El pudor




La Guingueta de Aneu, 18 de agosto 



La tarde anterior tuve que dejar la lectura porque el estruendo de la lluvia y los truenos me impedían oír. Una tormenta de estas dimensiones a dos mil seiscientos metros no es una broma. En el refugio Colomers había charlado con una pareja de vascos que atraviesan el Pirineo y el día anterior habían pillado una tormenta que les había dejado consternados y temblorosos. Cuando yo les decía que las tormentas son algo que tengo en gran aprecio y les hablaba con cierto entusiasmo del extraordinario placer que me proporcionan cuando estoy dentro de mi tienda en lo alto de un collado, me miraban un tanto escépticos, ella abría los ojos como platos escuchando aquello. No, no se habían mojado pero habían pasado mucho miedo. Iban delante de mí y cuando atravesamos junto al lago Obago, momento en que la tormenta había empezado ya a hacer a acto de presencia, les vi retroceder buscando el refugio, no querían repetir la experiencia de dos noches atrás bajo el techo de la tienda. Más adelante me paró muy sonriente otro hombre joven para interesarse por donde iba con ese cacho de tormenta que se aproximaba. El respeto por las tormentas es general, también a mi me lo producen, lo que pasa, como le decía a la chica vasca en el refugio, es que un rayo puede caer en cualquier sitio y en el peor de los casos si te toca la lotería no te vas a enterar. Escalando en los Alpes, en una cresta a más de cuatro mil metros viví una impresionante, el campo eléctrico que se formaba era tan grande que se entre las puntas de los piolets que habíamos alejado de nosotros saltaba una corriente de chispas que veíamos perfectamente. En los manuales de aquellos tiempos se aconsejaba echar al suelo lo palos de aluminio de la tienda, lo que hacíamos cuando la tormenta estaba sobre nosotros y el cielo parecía derrumbarse sobre ella, pero ahora con estas modernas yo pretendo hacerme a la idea de que no corro ningún peligro especial que no corra cualquier caminante que sea sorprendido por ella en la montaña. Desde luego sí soy cuidadoso a la hora d elegir el lugar donde la voy a montar, nunca se me ocurriría plantarla junto a un árbol solitario o similar. 
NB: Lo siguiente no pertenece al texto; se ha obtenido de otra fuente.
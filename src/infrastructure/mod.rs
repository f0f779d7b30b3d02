//! Infrastructure layer for filesystem and environment interactions.
//!
//! This module resolves where the roster keeps its data file and log file.

pub mod paths;

pub use paths::{expand_tilde, get_data_dir, DATA_DIR_ENV, DATA_FILE_NAME, LOG_FILE_NAME};
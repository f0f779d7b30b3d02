//! Command-line front end.
//!
//! Every invocation builds a runtime over the JSON file store, dispatches the
//! startup event (which seeds an empty store), runs one command through the
//! same event handler the library exposes, then prints the notifications and
//! the rendered page.
//!
//! # Commands
//!
//! - `list [--page N] [--view table|grid]`: show one page of records
//! - `add --first-name ... --position ...`: store a new record
//! - `edit <id> [--email ...]`: replace fields of a stored record
//! - `delete <id> [--yes]`: delete after confirmation
//! - `clear`: delete every record

#![allow(clippy::multiple_crate_versions)]

use chrono::NaiveDate;
use clap::{Args, Parser, Subcommand};
use std::io::{BufRead, Write};
use std::path::PathBuf;
use std::process::ExitCode;

use roster::app::{Notification, Runtime};
use roster::domain::{parse_date, Department, Position};
use roster::i18n::Translate;
use roster::storage::JsonFileEngine;
use roster::{Catalog, Config, Employee, EmployeeId, Event, Locale, RosterError, ViewMode};

/// Top-level CLI definition.
#[derive(Parser, Debug)]
#[command(name = "roster", version, about = "Employee records with paginated table and grid views")]
struct Cli {
    /// TOML configuration file.
    #[arg(long, value_name = "PATH", global = true)]
    config: Option<PathBuf>,
    /// Directory holding the store and log file.
    #[arg(long, value_name = "DIR", global = true)]
    data_dir: Option<String>,
    /// Label language (en or tr).
    #[arg(long, value_name = "LANG", global = true)]
    locale: Option<Locale>,
    /// Selected subcommand to execute.
    #[command(subcommand)]
    command: Commands,
}

/// Supported subcommands.
#[derive(Subcommand, Debug)]
enum Commands {
    /// Show one page of records.
    List {
        /// 1-based page number.
        #[arg(long, default_value_t = 1)]
        page: usize,
        /// Layout (table or grid).
        #[arg(long)]
        view: Option<ViewMode>,
    },
    /// Store a new record.
    Add(NewEmployee),
    /// Replace fields of a stored record.
    Edit {
        id: u64,
        #[command(flatten)]
        changes: EmployeeChanges,
    },
    /// Delete a record after confirmation.
    Delete {
        id: u64,
        /// Skip the confirmation prompt.
        #[arg(long)]
        yes: bool,
    },
    /// Delete every record.
    Clear,
}

/// Fields of a new record.
#[derive(Args, Debug)]
struct NewEmployee {
    #[arg(long)]
    first_name: String,
    #[arg(long)]
    last_name: String,
    /// YYYY-MM-DD or DD/MM/YYYY.
    #[arg(long, value_parser = parse_date)]
    date_of_employment: NaiveDate,
    /// YYYY-MM-DD or DD/MM/YYYY.
    #[arg(long, value_parser = parse_date)]
    date_of_birth: NaiveDate,
    #[arg(long)]
    phone: String,
    #[arg(long)]
    email: String,
    #[arg(long)]
    department: Department,
    #[arg(long)]
    position: Position,
}

impl From<NewEmployee> for Employee {
    fn from(new: NewEmployee) -> Self {
        Self {
            id: None,
            first_name: new.first_name,
            last_name: new.last_name,
            date_of_employment: new.date_of_employment,
            date_of_birth: new.date_of_birth,
            phone: new.phone,
            email: new.email,
            department: new.department,
            position: new.position,
        }
    }
}

/// Optional replacements for an existing record.
#[derive(Args, Debug)]
struct EmployeeChanges {
    #[arg(long)]
    first_name: Option<String>,
    #[arg(long)]
    last_name: Option<String>,
    #[arg(long, value_parser = parse_date)]
    date_of_employment: Option<NaiveDate>,
    #[arg(long, value_parser = parse_date)]
    date_of_birth: Option<NaiveDate>,
    #[arg(long)]
    phone: Option<String>,
    #[arg(long)]
    email: Option<String>,
    #[arg(long)]
    department: Option<Department>,
    #[arg(long)]
    position: Option<Position>,
}

impl EmployeeChanges {
    fn apply(self, mut employee: Employee) -> Employee {
        if let Some(value) = self.first_name {
            employee.first_name = value;
        }
        if let Some(value) = self.last_name {
            employee.last_name = value;
        }
        if let Some(value) = self.date_of_employment {
            employee.date_of_employment = value;
        }
        if let Some(value) = self.date_of_birth {
            employee.date_of_birth = value;
        }
        if let Some(value) = self.phone {
            employee.phone = value;
        }
        if let Some(value) = self.email {
            employee.email = value;
        }
        if let Some(value) = self.department {
            employee.department = value;
        }
        if let Some(value) = self.position {
            employee.position = value;
        }
        employee
    }
}

fn main() -> ExitCode {
    let cli = Cli::parse();

    let config = match load_config(&cli) {
        Ok(config) => config,
        Err(e) => {
            eprintln!("{e}");
            return ExitCode::from(2);
        }
    };
    roster::observability::init_tracing(&config);

    let span = tracing::debug_span!("cli", command = ?cli.command);
    let _guard = span.entered();

    let catalog = match Catalog::builtin() {
        Ok(catalog) => catalog,
        Err(e) => {
            eprintln!("{e}");
            return ExitCode::FAILURE;
        }
    };

    let mut runtime = roster::initialize_json(&config);
    match futures::executor::block_on(run(&mut runtime, &config, &catalog, cli.command)) {
        Ok(true) => ExitCode::SUCCESS,
        Ok(false) => ExitCode::FAILURE,
        Err(e) => {
            tracing::error!(error = %e, "command failed");
            eprintln!("{}: {e}", catalog.translate(config.locale, e.kind().message_key(), &[]));
            ExitCode::FAILURE
        }
    }
}

/// Reads the config file if given, then applies command-line overrides.
fn load_config(cli: &Cli) -> roster::Result<Config> {
    let mut config = match &cli.config {
        Some(path) => Config::from_file(path)?,
        None => Config::default(),
    };
    if let Some(dir) = &cli.data_dir {
        config.data_dir = Some(dir.clone());
    }
    if let Some(locale) = cli.locale {
        config.locale = locale;
    }
    Ok(config)
}

/// Runs one command. Returns `Ok(false)` if the store reported a failure.
async fn run(
    runtime: &mut Runtime<JsonFileEngine>,
    config: &Config,
    catalog: &Catalog,
    command: Commands,
) -> roster::Result<bool> {
    let mut notifications = runtime.dispatch(roster::startup_event(config)?).await?.notifications;

    match command {
        Commands::List { page, view } => {
            if let Some(view) = view {
                runtime.dispatch(Event::SelectView(view)).await?;
            }
            runtime.dispatch(Event::ChangePage(page)).await?;
        }
        Commands::Add(new) => {
            let outcome = runtime.dispatch(Event::SubmitNew(new.into())).await?;
            notifications.extend(outcome.notifications);
        }
        Commands::Edit { id, changes } => {
            let id = EmployeeId::new(id)?;
            notifications.extend(runtime.dispatch(Event::OpenEditor(id)).await?.notifications);
            if let Some(current) = runtime.state().editing.clone() {
                let outcome = runtime.dispatch(Event::SubmitEdit(changes.apply(current))).await?;
                notifications.extend(outcome.notifications);
            }
        }
        Commands::Delete { id, yes } => {
            let id = EmployeeId::new(id)?;
            let employee = runtime
                .state()
                .employee(id)
                .cloned()
                .ok_or_else(|| RosterError::NotFound(format!("no employee with id {id}")))?;
            runtime.dispatch(Event::RequestDelete(employee)).await?;

            let event = if yes || confirm(runtime, catalog)? {
                Event::ConfirmDelete
            } else {
                Event::CancelDelete
            };
            notifications.extend(runtime.dispatch(event).await?.notifications);
        }
        Commands::Clear => {
            notifications.extend(runtime.dispatch(Event::ClearAll).await?.notifications);
        }
    }

    let locale = runtime.state().locale;
    let mut ok = true;
    for notification in &notifications {
        let (key, is_failure) = notification_key(notification);
        ok &= !is_failure;
        let text = catalog.translate(locale, key, &[]);
        if let Notification::Failed { message, .. } = notification {
            eprintln!("{text}: {message}");
        } else {
            println!("{text}");
        }
    }

    print!("{}", roster::ui::render(runtime.state(), catalog));
    Ok(ok)
}

fn notification_key(notification: &Notification) -> (&'static str, bool) {
    match notification {
        Notification::DeletionConfirmed { .. } => ("notifications.deleted", false),
        Notification::EmployeeAdded { .. } => ("notifications.added", false),
        Notification::EmployeeUpdated { .. } => ("notifications.updated", false),
        Notification::Failed { kind, .. } => (kind.message_key(), true),
    }
}

/// Shows the delete dialog and reads the answer from stdin.
fn confirm(runtime: &Runtime<JsonFileEngine>, catalog: &Catalog) -> roster::Result<bool> {
    let viewmodel = runtime.state().compute_viewmodel(catalog);
    if let Some(dialog) = viewmodel.dialog {
        println!("{}", dialog.title);
        println!("{}", dialog.message);
        print!("{} [y/N] ", dialog.proceed_label);
    }
    std::io::stdout().flush()?;

    let mut answer = String::new();
    std::io::stdin().lock().read_line(&mut answer)?;
    Ok(matches!(answer.trim().to_ascii_lowercase().as_str(), "y" | "yes" | "e" | "evet"))
}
Después llovió torrencialmente, los relámpagos cruzaban por el cielo de la tienda, a veces parecía como si los truenos formaran una traca fenomenal que recorriera las cumbres de un extremo y otro para romper en algún sitio con el zambombazo final de una colosal tralla de fuegos artificiales.


 
Me gusta este repiqueteo. Mi vieja tienda resistía perfectamente pese a los años. La temperatura había bajado ostensiblemente; el día anterior había dormido  desnudo en el saco y ayer estaba vestido y con el jersey puesto. Las manos, agarradas al teléfono como si éste fuera un especial instrumento musical, ya puedo escribir perfectamente tumbado, estaban empezando a quedárseme heladas, los dedos, sin embargo seguían ahí cumpliendo admirablemente su trabajo, jodidos pero contentos al comprobar cómo han sido capaces de aprender tan rápido a servirme de tanta ayuda. Mi ligero portátil ya ha pasado a mejor vida después de descubrir hasta donde pueden llegar las maravillas de estos cien gramos de tecnología punta. 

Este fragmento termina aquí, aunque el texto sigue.